A cama e os reinos distantes

O carro pousou em silêncio na varanda. Daquele trigésimo quinto andar era possível ver o mar de prédios e os outros veículos flutuando no horizonte. Concreto e jardins suspensos davam à cidade um ar futurista e selvagem, talvez desordenado ou indeciso sobre aquilo que pretendia realmente ser. O mundo tinha mudado demais. No prédio ao lado uma jovem colhia algumas hortaliças de sua plantação particular, trancafiada na sua cúpula de vidro. Trocou-lhe algum olhar de medo ou vergonha e correu para dentro do apartamento com alguns talos verdes ainda em mãos. Ele desceu do carro com seus pertences em meio à ventania e posicionou-se na cabine. A porta rodou trancafiando-o por alguns segundos, o chão girou para dentro de casa.

Havia no ar aquele velho cheiro dos almoços de domingo. O clima estava agradável na sala de estar e a parede de vidro revelava uma cidade amedrontadora, de tráfego intenso. Jogou sobre o sofá sua maleta e seguiu para o quarto ouvindo seus passos ecoarem secos.

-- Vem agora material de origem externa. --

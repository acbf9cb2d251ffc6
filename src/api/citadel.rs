//! Citadel: secret custody service. Stores user secrets (exchange API keys)
//! and signs payload hashes with them without ever returning the secret.

use reqwest::Client;
use serde::{Deserialize, Serialize};
use tracing::info;

use super::{ServiceEndpoint, ServiceHealth};
use crate::error::{GatewayError, GatewayResult};

#[derive(Debug, Serialize)]
struct StoreSecretRequest<'a> {
    secret: &'a str,
    name: &'a str,
}

#[derive(Debug, Clone, Deserialize, Serialize)]
pub struct StoredSecret {
    pub store_id: String,
    pub status: String,
}

#[derive(Debug, Serialize)]
struct SignRequest<'a> {
    store_id: &'a str,
    payload_hash: &'a str,
}

#[derive(Debug, Clone, Deserialize, Serialize)]
pub struct Signature {
    pub signature: String,
    pub status: String,
}

#[derive(Debug, Clone)]
pub struct CitadelClient {
    endpoint: ServiceEndpoint,
}

impl CitadelClient {
    pub fn new(base_url: &str, client: Client) -> Self {
        Self {
            endpoint: ServiceEndpoint::new("citadel", base_url, client),
        }
    }

    pub async fn store_secret(&self, secret: &str, name: &str) -> GatewayResult<StoredSecret> {
        if secret.is_empty() {
            return Err(GatewayError::Validation("secret must not be empty".to_string()));
        }
        if name.trim().is_empty() {
            return Err(GatewayError::Validation("name must not be empty".to_string()));
        }

        let stored: StoredSecret = self
            .endpoint
            .post_json("/store", &StoreSecretRequest { secret, name })
            .await?;
        // Never log the secret itself
        info!("Stored secret '{}' as {}", name, stored.store_id);
        Ok(stored)
    }

    pub async fn sign_payload(
        &self,
        store_id: &str,
        payload_hash: &str,
    ) -> GatewayResult<Signature> {
        if store_id.trim().is_empty() {
            return Err(GatewayError::Validation("storeId must not be empty".to_string()));
        }
        validate_payload_hash(payload_hash)?;

        self.endpoint
            .post_json("/sign", &SignRequest { store_id, payload_hash })
            .await
    }

    pub async fn health(&self) -> ServiceHealth {
        self.endpoint.health().await
    }
}

/// Non-empty hex string, `0x` prefix optional
fn validate_payload_hash(hash: &str) -> GatewayResult<()> {
    let digits = hash.strip_prefix("0x").unwrap_or(hash);
    if digits.is_empty() || !digits.chars().all(|c| c.is_ascii_hexdigit()) {
        return Err(GatewayError::Validation(
            "payloadHash must be a hex string".to_string(),
        ));
    }
    Ok(())
}

#[cfg(test)]
mod tests {
    use super::*;
    use crate::api::build_http_client;
    use mockito::Matcher;
    use std::time::Duration;

    fn client(url: &str) -> CitadelClient {
        CitadelClient::new(url, build_http_client(Duration::from_secs(2)).unwrap())
    }

    #[tokio::test]
    async fn test_store_secret_forwards_body() {
        let mut server = mockito::Server::new_async().await;
        let mock = server
            .mock("POST", "/store")
            .match_body(Matcher::Json(serde_json::json!({
                "secret": "binance-key",
                "name": "binance"
            })))
            .with_status(200)
            .with_body(r#"{"store_id": "nil_123", "status": "stored_in_nillion"}"#)
            .create_async()
            .await;

        let stored = client(&server.url()).store_secret("binance-key", "binance").await.unwrap();
        mock.assert_async().await;
        assert_eq!(stored.store_id, "nil_123");
    }

    #[tokio::test]
    async fn test_sign_unknown_store_is_rejected() {
        let mut server = mockito::Server::new_async().await;
        server
            .mock("POST", "/sign")
            .with_status(404)
            .with_body(r#"{"detail": "Secret not found"}"#)
            .create_async()
            .await;

        let result = client(&server.url()).sign_payload("nil_missing", "0xdeadbeef").await;
        assert!(matches!(
            result,
            Err(GatewayError::UpstreamRejected { status: 404, .. })
        ));
    }

    #[tokio::test]
    async fn test_invalid_input_never_reaches_upstream() {
        let mut server = mockito::Server::new_async().await;
        let mock = server.mock("POST", Matcher::Any).expect(0).create_async().await;

        let citadel = client(&server.url());
        assert!(matches!(
            citadel.sign_payload("nil_1", "not-hex").await,
            Err(GatewayError::Validation(_))
        ));
        assert!(matches!(
            citadel.store_secret("", "name").await,
            Err(GatewayError::Validation(_))
        ));
        mock.assert_async().await;
    }

    #[test]
    fn test_payload_hash_validation() {
        assert!(validate_payload_hash("0xABCdef01").is_ok());
        assert!(validate_payload_hash("abcdef").is_ok());
        assert!(validate_payload_hash("0x").is_err());
        assert!(validate_payload_hash("0xzz").is_err());
    }
}
use chrono::{DateTime, Utc};
use serde::{Deserialize, Serialize};
use uuid::Uuid;

use crate::error::{GatewayError, GatewayResult};

/// Lifecycle status of a copy-trade subscription
#[derive(Debug, Clone, Copy, Serialize, Deserialize, PartialEq, Eq)]
#[serde(rename_all = "lowercase")]
pub enum CopyTradeStatus {
    /// Mirroring the followed trader
    Active,
    /// Temporarily not mirroring
    Paused,
    /// Ended by the user
    Stopped,
}

impl std::fmt::Display for CopyTradeStatus {
    fn fmt(&self, f: &mut std::fmt::Formatter<'_>) -> std::fmt::Result {
        match self {
            Self::Active => write!(f, "active"),
            Self::Paused => write!(f, "paused"),
            Self::Stopped => write!(f, "stopped"),
        }
    }
}

/// User-supplied settings for a copy trade. Every field is optional and
/// unknown keys are ignored.
#[derive(Debug, Clone, Default, Serialize, Deserialize, PartialEq)]
#[serde(rename_all = "camelCase", default)]
pub struct CopyTradeSettings {
    /// Largest single mirrored position in USD
    #[serde(skip_serializing_if = "Option::is_none")]
    pub max_position_size: Option<f64>,
    #[serde(skip_serializing_if = "Option::is_none")]
    pub stop_loss_percent: Option<f64>,
    #[serde(skip_serializing_if = "Option::is_none")]
    pub take_profit_percent: Option<f64>,
    /// Slippage tolerance in basis points (e.g. 300 = 3%)
    #[serde(skip_serializing_if = "Option::is_none")]
    pub slippage_bps: Option<u32>,
    /// Fraction of the leader's size to mirror
    #[serde(skip_serializing_if = "Option::is_none")]
    pub copy_ratio: Option<f64>,
}

impl CopyTradeSettings {
    pub fn validate(&self) -> GatewayResult<()> {
        if let Some(size) = self.max_position_size {
            if !(size.is_finite() && size > 0.0) {
                return Err(GatewayError::Validation(
                    "maxPositionSize must be a positive number".to_string(),
                ));
            }
        }
        for (field, value) in [
            ("stopLossPercent", self.stop_loss_percent),
            ("takeProfitPercent", self.take_profit_percent),
        ] {
            if let Some(pct) = value {
                if !(pct.is_finite() && pct > 0.0 && pct <= 100.0) {
                    return Err(GatewayError::Validation(format!(
                        "{} must be in (0, 100]",
                        field
                    )));
                }
            }
        }
        if let Some(bps) = self.slippage_bps {
            if bps > 10_000 {
                return Err(GatewayError::Validation(
                    "slippageBps cannot exceed 10000".to_string(),
                ));
            }
        }
        if let Some(ratio) = self.copy_ratio {
            if !(ratio.is_finite() && ratio > 0.0 && ratio <= 1.0) {
                return Err(GatewayError::Validation(
                    "copyRatio must be in (0, 1]".to_string(),
                ));
            }
        }
        Ok(())
    }
}

/// A user's subscription mirroring one trader
#[derive(Debug, Clone, Serialize, Deserialize)]
#[serde(rename_all = "camelCase")]
pub struct CopyTrade {
    pub id: String,
    pub user_id: String,
    /// Followed trader; always present in the directory at activation time
    pub trader_id: String,
    /// Allocated amount in USD
    pub amount: f64,
    pub settings: CopyTradeSettings,
    pub status: CopyTradeStatus,
    pub activated_at: DateTime<Utc>,
    pub stopped_at: Option<DateTime<Utc>>,
}

impl CopyTrade {
    pub fn new(user_id: &str, trader_id: &str, amount: f64, settings: CopyTradeSettings) -> Self {
        Self {
            id: Uuid::new_v4().to_string(),
            user_id: user_id.to_string(),
            trader_id: trader_id.to_string(),
            amount,
            settings,
            status: CopyTradeStatus::Active,
            activated_at: Utc::now(),
            stopped_at: None,
        }
    }

    pub fn is_active(&self) -> bool {
        self.status == CopyTradeStatus::Active
    }

    pub fn stop(&mut self) {
        self.status = CopyTradeStatus::Stopped;
        self.stopped_at = Some(Utc::now());
    }
}

#[cfg(test)]
mod tests {
    use super::*;

    #[test]
    fn test_settings_ignore_unknown_keys() {
        let json = r#"{"stopLossPercent": 10, "theme": "dark"}"#;
        let settings: CopyTradeSettings = serde_json::from_str(json).unwrap();
        assert_eq!(settings.stop_loss_percent, Some(10.0));
        assert!(settings.validate().is_ok());
    }

    #[test]
    fn test_settings_reject_out_of_range_values() {
        let settings = CopyTradeSettings {
            take_profit_percent: Some(150.0),
            ..Default::default()
        };
        assert!(matches!(settings.validate(), Err(GatewayError::Validation(_))));

        let settings = CopyTradeSettings {
            copy_ratio: Some(0.0),
            ..Default::default()
        };
        assert!(settings.validate().is_err());
    }

    #[test]
    fn test_stop_marks_subscription_inactive() {
        let mut copy_trade =
            CopyTrade::new("user-1", "trader-1", 250.0, CopyTradeSettings::default());
        assert!(copy_trade.is_active());

        copy_trade.stop();
        assert_eq!(copy_trade.status, CopyTradeStatus::Stopped);
        assert!(copy_trade.stopped_at.is_some());
    }
}
use chrono::{DateTime, Utc};
use serde::{Deserialize, Serialize};
use std::str::FromStr;

/// How a trader's performance claims are backed
#[derive(Debug, Clone, Copy, Serialize, Deserialize, PartialEq, Eq, Hash)]
pub enum VerificationType {
    /// Zero-knowledge proof of performance
    #[serde(rename = "ZK")]
    Zk,
    /// Trusted-execution-environment attestation
    #[serde(rename = "TEE")]
    Tee,
    /// Both proof mechanisms
    #[serde(rename = "ZK+TEE")]
    ZkTee,
    /// Self-reported, no backing
    #[serde(rename = "NONE")]
    Unverified,
}

impl VerificationType {
    pub fn includes_zk(&self) -> bool {
        matches!(self, Self::Zk | Self::ZkTee)
    }

    pub fn includes_tee(&self) -> bool {
        matches!(self, Self::Tee | Self::ZkTee)
    }
}

impl std::fmt::Display for VerificationType {
    fn fmt(&self, f: &mut std::fmt::Formatter<'_>) -> std::fmt::Result {
        match self {
            Self::Zk => write!(f, "ZK"),
            Self::Tee => write!(f, "TEE"),
            Self::ZkTee => write!(f, "ZK+TEE"),
            Self::Unverified => write!(f, "NONE"),
        }
    }
}

impl FromStr for VerificationType {
    type Err = String;

    fn from_str(s: &str) -> Result<Self, Self::Err> {
        match s.trim().to_ascii_uppercase().as_str() {
            "ZK" => Ok(Self::Zk),
            "TEE" => Ok(Self::Tee),
            "ZK+TEE" | "ZK_TEE" | "ZKTEE" => Ok(Self::ZkTee),
            "NONE" | "UNVERIFIED" => Ok(Self::Unverified),
            other => Err(format!("unknown verification type: {}", other)),
        }
    }
}

/// Chains a trader can be active on
#[derive(Debug, Clone, Copy, Serialize, Deserialize, PartialEq, Eq, Hash, PartialOrd, Ord)]
#[serde(rename_all = "lowercase")]
pub enum Chain {
    Ethereum,
    Base,
    Arbitrum,
    Optimism,
    Polygon,
    Solana,
    Starknet,
}

impl Chain {
    pub const ALL: [Chain; 7] = [
        Chain::Ethereum,
        Chain::Base,
        Chain::Arbitrum,
        Chain::Optimism,
        Chain::Polygon,
        Chain::Solana,
        Chain::Starknet,
    ];

    pub fn as_str(&self) -> &'static str {
        match self {
            Self::Ethereum => "ethereum",
            Self::Base => "base",
            Self::Arbitrum => "arbitrum",
            Self::Optimism => "optimism",
            Self::Polygon => "polygon",
            Self::Solana => "solana",
            Self::Starknet => "starknet",
        }
    }
}

impl std::fmt::Display for Chain {
    fn fmt(&self, f: &mut std::fmt::Formatter<'_>) -> std::fmt::Result {
        f.write_str(self.as_str())
    }
}

impl FromStr for Chain {
    type Err = String;

    fn from_str(s: &str) -> Result<Self, Self::Err> {
        let lowered = s.trim().to_ascii_lowercase();
        match lowered.as_str() {
            "eth" => return Ok(Self::Ethereum),
            "arb" => return Ok(Self::Arbitrum),
            "op" => return Ok(Self::Optimism),
            "matic" => return Ok(Self::Polygon),
            "sol" => return Ok(Self::Solana),
            _ => {}
        }
        Self::ALL
            .iter()
            .copied()
            .find(|c| c.as_str() == lowered)
            .ok_or_else(|| format!("unknown chain: {}", s))
    }
}

/// A trader profile in the directory
#[derive(Debug, Clone, Serialize, Deserialize)]
#[serde(rename_all = "camelCase")]
pub struct Trader {
    /// Unique trader ID
    pub id: String,
    /// Wallet address the trader operates from
    pub address: String,
    /// Display name
    pub name: String,
    pub verification_type: VerificationType,
    /// Chains the trader is active on
    pub chains: Vec<Chain>,
    /// Win rate percentage (0-100)
    pub win_rate: f64,
    /// Lifetime profit/loss in USD
    #[serde(rename = "totalPnL")]
    pub total_pnl: f64,
    pub total_trades: u32,
    pub followers: u32,
    #[serde(default, skip_serializing_if = "Option::is_none")]
    pub bio: Option<String>,
    pub joined_at: DateTime<Utc>,
}

impl Trader {
    pub fn trades_on(&self, chain: Chain) -> bool {
        self.chains.contains(&chain)
    }

    /// Case-insensitive substring match on display name or address.
    /// `needle` must already be lowercase.
    pub fn matches_search(&self, needle: &str) -> bool {
        self.name.to_lowercase().contains(needle) || self.address.to_lowercase().contains(needle)
    }
}

/// Side of an executed trade
#[derive(Debug, Clone, Copy, Serialize, Deserialize, PartialEq, Eq)]
#[serde(rename_all = "lowercase")]
pub enum TradeSide {
    Buy,
    Sell,
}

impl std::fmt::Display for TradeSide {
    fn fmt(&self, f: &mut std::fmt::Formatter<'_>) -> std::fmt::Result {
        match self {
            Self::Buy => write!(f, "buy"),
            Self::Sell => write!(f, "sell"),
        }
    }
}

/// An executed trade belonging to exactly one trader
#[derive(Debug, Clone, Serialize, Deserialize)]
#[serde(rename_all = "camelCase")]
pub struct Trade {
    pub id: String,
    pub trader_id: String,
    pub chain: Chain,
    /// Traded pair, e.g. "ETH/USDC"
    pub pair: String,
    pub side: TradeSide,
    /// Input amount in USD
    pub amount_in: f64,
    /// Output amount in USD
    pub amount_out: f64,
    pub pnl: f64,
    pub executed_at: DateTime<Utc>,
}
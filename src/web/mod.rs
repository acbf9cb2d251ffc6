//! Web API module
//!
//! REST endpoints for the trader directory, platform stats, copy trading and
//! the upstream service proxies, plus a WebSocket event feed.

pub mod copy_trade;
pub mod handlers;
pub mod models;
pub mod routes;
pub mod server;
pub mod websocket;

use std::sync::Arc;
use std::time::Duration;

use tokio::sync::broadcast;

use crate::api::build_http_client;
use crate::api::citadel::CitadelClient;
use crate::api::conductor::ConductorClient;
use crate::api::payments::PaymentsClient;
use crate::config::Config;
use crate::directory::TraderDirectory;

use self::copy_trade::CopyTradeManager;
use self::websocket::WsMessage;

/// Shared application state for all API handlers
#[derive(Clone)]
pub struct AppState {
    /// Read-only trader directory
    pub directory: Arc<TraderDirectory>,
    /// Application configuration
    pub config: Arc<Config>,
    /// Secret custody service
    pub citadel: Arc<CitadelClient>,
    /// Trade execution service
    pub conductor: Arc<ConductorClient>,
    /// Subscription payments service
    pub payments: Arc<PaymentsClient>,
    /// Broadcast channel for WebSocket messages
    pub ws_tx: broadcast::Sender<WsMessage>,
    /// Copy trade subscriptions
    pub copy_trade_manager: Arc<CopyTradeManager>,
}

impl AppState {
    pub fn new(config: Arc<Config>, directory: Arc<TraderDirectory>) -> anyhow::Result<Self> {
        // Capacity of 100 messages
        let (ws_tx, _) = broadcast::channel(100);

        let http = build_http_client(Duration::from_secs(config.upstream_timeout_secs))?;

        let copy_trade_manager = Arc::new(CopyTradeManager::new(
            directory.clone(),
            config.copy_trades_path.clone(),
        ));

        Ok(Self {
            citadel: Arc::new(CitadelClient::new(&config.citadel_url, http.clone())),
            conductor: Arc::new(ConductorClient::new(&config.conductor_url, http.clone())),
            payments: Arc::new(PaymentsClient::new(&config.payments_url, http)),
            directory,
            config,
            ws_tx,
            copy_trade_manager,
        })
    }

    /// Initialize async components (call after creation)
    pub async fn init(&self) -> anyhow::Result<()> {
        self.copy_trade_manager.init().await?;
        Ok(())
    }

    pub fn subscribe_ws(&self) -> broadcast::Receiver<WsMessage> {
        self.ws_tx.subscribe()
    }

    /// Broadcast a message to all WebSocket clients
    pub fn broadcast(&self, msg: WsMessage) {
        // Ignore errors (no subscribers)
        let _ = self.ws_tx.send(msg);
    }

    /// Artificial delay on directory reads, 0 by default
    pub async fn simulate_latency(&self) {
        if self.config.simulated_latency_ms > 0 {
            tokio::time::sleep(Duration::from_millis(self.config.simulated_latency_ms)).await;
        }
    }
}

Na cama, um senhor dormia. O lençol estava muito bem colocado, sem qualquer dobra, bem acomodado na altura de seu peito, enquanto os braços velhos enrugados se estendiam ao longo do corpo do lado de fora da roupa de cama. Em seu rosto um óculos negro percorria sua cabeça tapando-lhe também os ouvidos e fechando toda sua visão. Estava sorrindo. Do crânio partia um fio. O homem estava conectado a uma caixa preta sobre a mesa.

– Bom dia, pai.

Seus passos foram até o objeto, onde apenas uma pequena luz piscava azul. Tocou-lhe de leve e um painel holográfico se abriu sobre ele. Manuseou alguns botões com agilidade e viu então uma imagem bucólica surgir numa tela à sua frente. Lá estava um rio caudaloso e a grama se esparramava sobre os campos. Algumas árvores davam sombra a um céu de poucas nuvens. Na pequena estrada de terra, ao leste, uma carroça puxada por dois cavalos seguia lenta com dois forasteiros conversando e gargalhando alto. Um deles acenou com seu sorriso sem dentes. Estavam carregando algumas frutas vistosas, com cascas que brilhavam com o toque sutil do sol. O ponto de vista apontou para o chão e pôde ver suas próprias pernas. Pés descalços roçando a grama. Os dedos cavavam procurando o frescor da terra úmida. A brisa fresca percorreu as copas das árvores próximas e chegou como um alento de início de manhã. Mais uma vez a visão mudou, apontou para cima. O som de asas enormes batendo foi se aproximando, até que vieram sobre ele as suas grandes sombras, que rapidamente passaram na direção do rio. Eram anjos, rodopiando no céu em algum tipo de brincadeira.

– Anjos? Continue assim.

Seu pai estava vivendo em outro lugar e era maravilhoso poder acompanha-lo pela tela. Lá do outro lado havia também dragões e batalhas épicas de reinos eternamente rivais, lutas em que o pai era sempre o grande herói. As casas eram de pedra e palha, miúdas, e a comida tinha um sabor como não se achava mais nos dias de hoje. Perdia às vezes dias inteiros vendo as aventuras do senhor de cento e quarenta e dois anos naquele corpo virtual de vinte e cinco. Ele estava feliz ali, dava para perceber. Do lado de cá, o corpo velho definhava, aos poucos morria enquanto sua mente estava eufórica no lugar que não existe.

Uma mulher chegou no quarto e se recostou na porta:

– Venha almoçar. Ele vai ficar bem.

– Eu fico pensando… – confessou – se ele vai sofrer quando a hora chegar.

– Claro que não. – Ela sorriu. – Ele está melhor do que nós. Nem vai notar quando acontecer.

Ele se levantou em silêncio e tomou-a pela mão antes se seguirem pelo corredor. Seu pai continuava sorrindo na cama enquanto assistia o balé dos anjos. “Como deveria ser antes, quando se morria aqui?”, ele indagou na cozinha. “Triste”, ela respondeu servindo o almoço, “deve ser triste saber que o fim chegou”.